So. Croatians don’t eat börek. The prelude should have been enough for me not to have to write anything else and for the reader to be able to intuit the rest. But for those who can’t…

The graffiti on the wall in the photo at top is dated 1992, but I think it had appeared as a slogan as early as the late 80s when Slovenes and Croats started airing their completely imaginary grievances against Serbian domination of Yugoslavia and making secessionary noises. What it meant is that we, Hapsburg South Slavs, were never part of the Ottoman Empire and therefore never were subject to the barbaric and development-stunting influences of said Empire that Serbs and whoever those others that live south of them were, and therefore have the right to be free of the intolerable yoke of Serbdom.
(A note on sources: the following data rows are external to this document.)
async fn eval_loop(frame: &Frame, loop_node: &Loop, ctx: &Rc<RuntimeContext>) -> Result<Value, Control> {
    // `limit` doubles as both the concurrency override and the iteration-
    // cap override (§4.3.7): if it was not set the raw lookup falls back to
    // the concurrency default, so unwrap it against the iteration cap here.
    let cap = match frame.lookup_annotation("limit") {
        Some(Value::Number(n)) if n >= 1.0 => n as usize,
        _ => ctx.defaults.iteration_cap,
    };
    let mut current = frame.pipe.clone();
    let mut iterations = 0usize;
    match loop_node {
        Loop::PreTest { condition, body, span, .. } => loop {
            check_abort(ctx, *span)?;
            let cond_frame = frame.with_pipe(current.clone());
            let cond_value = eval_expr(&cond_frame, condition, ctx).await?;
            let truth = cond_value
                .as_bool()
                .ok_or_else(|| Control::Error(EvalError::NonBooleanConditional { actual: cond_value.type_name().to_string(), span: condition.span() }))?;
            if !truth {
                break;
            }
            if iterations >= cap {
                return Err(Control::Error(EvalError::IterationCapExceeded { cap, span: *span }));
            }
            iterations += 1;
            let iter_frame = cond_frame.child();
            match eval_body(&iter_frame, body, ctx).await {
                Ok(v) => current = v,
                Err(Control::Break(v, _)) => {
                    current = v;
                    break;
                }
                Err(other) => return Err(other),
            }
        },
        Loop::PostTest { body, condition, span, .. } => loop {
            check_abort(ctx, *span)?;
            if iterations >= cap {
                return Err(Control::Error(EvalError::IterationCapExceeded { cap, span: *span }));
            }
            iterations += 1;
            let iter_frame = frame.with_pipe(current.clone()).child();
            match eval_body(&iter_frame, body, ctx).await {
                Ok(v) => current = v,
                Err(Control::Break(v, _)) => {
                    current = v;
                    break;
                }
                Err(other) => return Err(other),
            }
            let cond_frame = frame.with_pipe(current.clone());
            let cond_value = eval_expr(&cond_frame, condition, ctx).await?;
            let truth = cond_value
                .as_bool()
                .ok_or_else(|| Control::Error(EvalError::NonBooleanConditional { actual: cond_value.type_name().to_string(), span: condition.span() }))?;
            if !truth {
                break;
            }
        },
    }
    Ok(current)
}

// ---- collection operators --------------------------------------------------

async fn collect_elements(pipe: &Value, cap: usize, span: Span, ctx: &Rc<RuntimeContext>) -> Result<Vec<Value>, Control> {
    match pipe {
        Value::List(items) => {
            if items.len() > cap {
                return Err(Control::Error(EvalError::IterationCapExceeded { cap, span }));
            }
            Ok((**items).clone())
        }
        // A dict shaped like `{ done, value, next }` is treated as a lazy
        // iterator and pulled until exhausted or the cap is hit.
        Value::Dict(d) if d.get("next").is_some() && d.get("done").is_some() => {
            let mut out = Vec::new();
            let mut state = Rc::clone(d);
            loop {
                check_abort(ctx, span)?;
                if out.len() >= cap {
                    return Err(Control::Error(EvalError::IterationCapExceeded { cap, span }));
                }
                let done = state.get("done").and_then(Value::as_bool).unwrap_or(true);
                if done {
                    break;
                }
                if let Some(v) = state.get("value") {
                    out.push(v.clone());
                }
                let next = state.get("next").cloned().ok_or(Control::Error(EvalError::DictFieldMissing { field: "next".into(), span }))?;
                match invoke_value(&Frame::new(ctx.root_scope()), &next, vec![], span, ctx).await? {
                    Value::Dict(next_state) => state = next_state,
                    _ => break,
                }
            }
            Ok(out)
        }
        other => Err(Control::Error(EvalError::type_mismatch("list or iterator", other.type_name(), span))),
    }
}

async fn apply_collection_body(frame: &Frame, body: &CollectionBody, element: Value, acc: Option<Value>, span: Span, ctx: &Rc<RuntimeContext>) -> Result<Value, Control> {
    match body {
        CollectionBody::InlineClosure(def) => {
            let closure = Rc::new(Closure::from_def(def, Rc::clone(&frame.scope)));
            let mut args = vec![element];
            if let Some(a) = acc {
                args.push(a);
            }
            invoke_closure(frame, &closure, args, def.span, ctx).await
        }
        CollectionBody::Block(block) => eval_block(&frame.with_pipe(element), block, ctx).await,
        CollectionBody::Grouped(chain) => eval_pipe_chain(&frame.with_pipe(element).child(), chain, ctx).await,
        CollectionBody::Variable(v) => {
            let callee = eval_variable(frame, v, ctx).await?;
            let mut args = vec![element];
            if let Some(a) = acc {
                args.push(a);
            }
            invoke_value(frame, &callee, args, v.span, ctx).await
        }
        CollectionBody::HostCallName(name) => {
            let func = ctx.functions.get(name).ok_or_else(|| Control::Error(EvalError::UndefinedVariable { name: name.clone(), span }))?;
            let mut args = vec![element];
            if let Some(a) = acc {
                args.push(a);
            }
            func.func.clone()(args, Rc::clone(ctx)).await.map_err(Control::Error)
        }
        CollectionBody::Spread => Ok(element),
    }
}

async fn eval_each(frame: &Frame, e: &EachExpr, ctx: &Rc<RuntimeContext>) -> Result<Value, Control> {
    let cap = ctx.defaults.iteration_cap;
    let elements = collect_elements(&frame.pipe, cap, e.span, ctx).await?;
    match &e.init {
        None => {
            let mut out = Vec::with_capacity(elements.len());
            for el in elements {
                out.push(apply_collection_body(frame, &e.body, el, None, e.span, ctx).await?);
            }
            Ok(Value::list(out))
        }
        Some(init) => {
            let mut acc = eval_expr(frame, init, ctx).await?;
            let mut out = Vec::with_capacity(elements.len());
            for el in elements {
                acc = apply_collection_body(frame, &e.body, el, Some(acc), e.span, ctx).await?;
                out.push(acc.clone());
            }
            Ok(Value::list(out))
        }
    }
}

async fn eval_fold(frame: &Frame, e: &FoldExpr, ctx: &Rc<RuntimeContext>) -> Result<Value, Control> {
    let cap = ctx.defaults.iteration_cap;
    let elements = collect_elements(&frame.pipe, cap, e.span, ctx).await?;
    let mut acc = match &e.init {
        Some(init) => eval_expr(frame, init, ctx).await?,
        None => Value::Null,
    };
    for el in elements {
        acc = apply_collection_body(frame, &e.body, el, Some(acc), e.span, ctx).await?;
    }
    Ok(acc)
}

async fn eval_map(frame: &Frame, e: &MapExpr, ctx: &Rc<RuntimeContext>) -> Result<Value, Control> {
    let cap = ctx.defaults.iteration_cap;
    let elements = collect_elements(&frame.pipe, cap, e.span, ctx).await?;
    let limit = frame.concurrency_limit(ctx.defaults.concurrency_limit).max(1);
    let mut out = Vec::with_capacity(elements.len());
    for chunk in elements.chunks(limit) {
        check_abort(ctx, e.span)?;
        let futures = chunk.iter().cloned().map(|el| apply_collection_body(frame, &e.body, el, None, e.span, ctx));
        for result in futures::future::join_all(futures).await {
            out.push(result?);
        }
    }
    Ok(Value::list(out))
}

async fn eval_filter(frame: &Frame, e: &FilterExpr, ctx: &Rc<RuntimeContext>) -> Result<Value, Control> {
    let cap = ctx.defaults.iteration_cap;
    let elements = collect_elements(&frame.pipe, cap, e.span, ctx).await?;
    let limit = frame.concurrency_limit(ctx.defaults.concurrency_limit).max(1);
    let mut kept = Vec::with_capacity(elements.len());
    for chunk in elements.chunks(limit) {
        check_abort(ctx, e.span)?;
        let futures = chunk.iter().cloned().map(|el| {
            let el_for_result = el.clone();
            async move {
                let keep = apply_collection_body(frame, &e.body, el, None, e.span, ctx).await?;
                Ok::<(Value, bool), Control>((el_for_result, keep.is_truthy()))
            }
        });
        for result in futures::future::join_all(futures).await {
            let (el, keep) = result?;
            if keep {
                kept.push(el);
            }
        }
    }
    Ok(Value::list(kept))
}

// ---- destructure / slice ----------------------------------------------------

fn eval_destructure(frame: &Frame, d: &Destructure) -> Result<(), Control> {
    let elements = match &frame.pipe {
        Value::List(items) => (**items).clone(),
        Value::Tuple(t) => t.positional.clone(),
        other => return Err(Control::Error(EvalError::type_mismatch("list or tuple", other.type_name(), d.span))),
    };
    bind_destructure_patterns(frame, &d.patterns, &elements, d.span)
}

fn bind_destructure_patterns(frame: &Frame, patterns: &[DestructurePattern], elements: &[Value], span: Span) -> Result<(), Control> {
    for (i, pattern) in patterns.iter().enumerate() {
        match pattern {
            DestructurePattern::Skip => {}
            DestructurePattern::Bind { name, .. } => {
                let value = elements.get(i).cloned().unwrap_or(Value::Null);
                frame.scope.capture(name, value, span)?;
            }
            DestructurePattern::Nested(nested) => {
                let value = elements.get(i).cloned().unwrap_or(Value::Null);
                let inner = match value {
                    Value::List(items) => (*items).clone(),
                    Value::Tuple(t) => t.positional.clone(),
                    _ => vec![],
                };
                bind_destructure_patterns(frame, &nested.patterns, &inner, nested.span)?;
            }
        }
    }
    Ok(())
}

async fn eval_slice(frame: &Frame, s: &Slice, ctx: &Rc<RuntimeContext>) -> Result<Value, Control> {
    let start = match &s.start {
        Some(e) => Some(as_index(eval_expr(frame, e, ctx).await?, s.span)?),
        None => None,
    };
    let stop = match &s.stop {
        Some(e) => Some(as_index(eval_expr(frame, e, ctx).await?, s.span)?),
        None => None,
    };
    let step = match &s.step {
        Some(e) => as_index(eval_expr(frame, e, ctx).await?, s.span)?,
        None => 1,
    };
    match &frame.pipe {
        Value::List(items) => Ok(Value::list(python_slice(items, start, stop, step))),
        Value::Tuple(t) => Ok(Value::list(python_slice(&t.positional, start, stop, step))),
        Value::String(text) => {
            let chars: Vec<Value> = text.chars().map(|c| Value::String(c.to_string())).collect();
            let sliced = python_slice(&chars, start, stop, step);
            let joined: String = sliced.into_iter().map(|v| v.to_string()).collect();
            Ok(Value::String(joined))
        }
        other => Err(Control::Error(EvalError::type_mismatch("list, tuple, or string", other.type_name(), s.span))),
    }
}

fn as_index(value: Value, span: Span) -> Result<i64, Control> {
    match value {
        Value::Number(n) => Ok(n as i64),
        other => Err(Control::Error(EvalError::type_mismatch("number", other.type_name(), span))),
    }
}

/// Python-style slicing: negative indices count from the end, a negative
/// step reverses (§4.2 "Destructure / slice / spread").
fn python_slice(items: &[Value], start: Option<i64>, stop: Option<i64>, step: i64) -> Vec<Value> {
    let len = items.len() as i64;
    if step == 0 || len == 0 {
        return Vec::new();
    }
    let normalize = |i: i64| -> i64 {
        if i < 0 {
            (len + i).max(-1)
        } else {
            i.min(len)
        }
    };
    let mut out = Vec::new();
    if step > 0 {
        let mut i = start.map(normalize).unwrap_or(0).max(0);
        let stop = stop.map(normalize).unwrap_or(len).min(len);
        while i < stop {
            if let Some(v) = items.get(i as usize) {
                out.push(v.clone());
            }
            i += step;
        }
    } else {
        let mut i = start.map(normalize).unwrap_or(len - 1).min(len - 1);
        let stop = stop.map(normalize).unwrap_or(-1);
        while i > stop {
            if i >= 0 {
                if let Some(v) = items.get(i as usize) {
                    out.push(v.clone());
                }
            }
            i += step;
        }
    }
    out
}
We don’t eat burek. Not only do we not eat burek, but you offer it to us and we’ll refuse in German – “Nein Danke” – just to prove how much a part of the civilized Teutonic world of Mitteleuropa we are. 4*** (I think it was Kundera who wrote about the geographical ballooning of “Central Europe” after the fall of communism, till “Eastern Europe” finally came to mean only Russia itself. ‘Cause as we now see, even Ukraine is part of Central Europe.)

Why this yummy pastry dish was singled out as a sign of Ottoman backwardness and not, say, ćevapi or sarma, I can’t say.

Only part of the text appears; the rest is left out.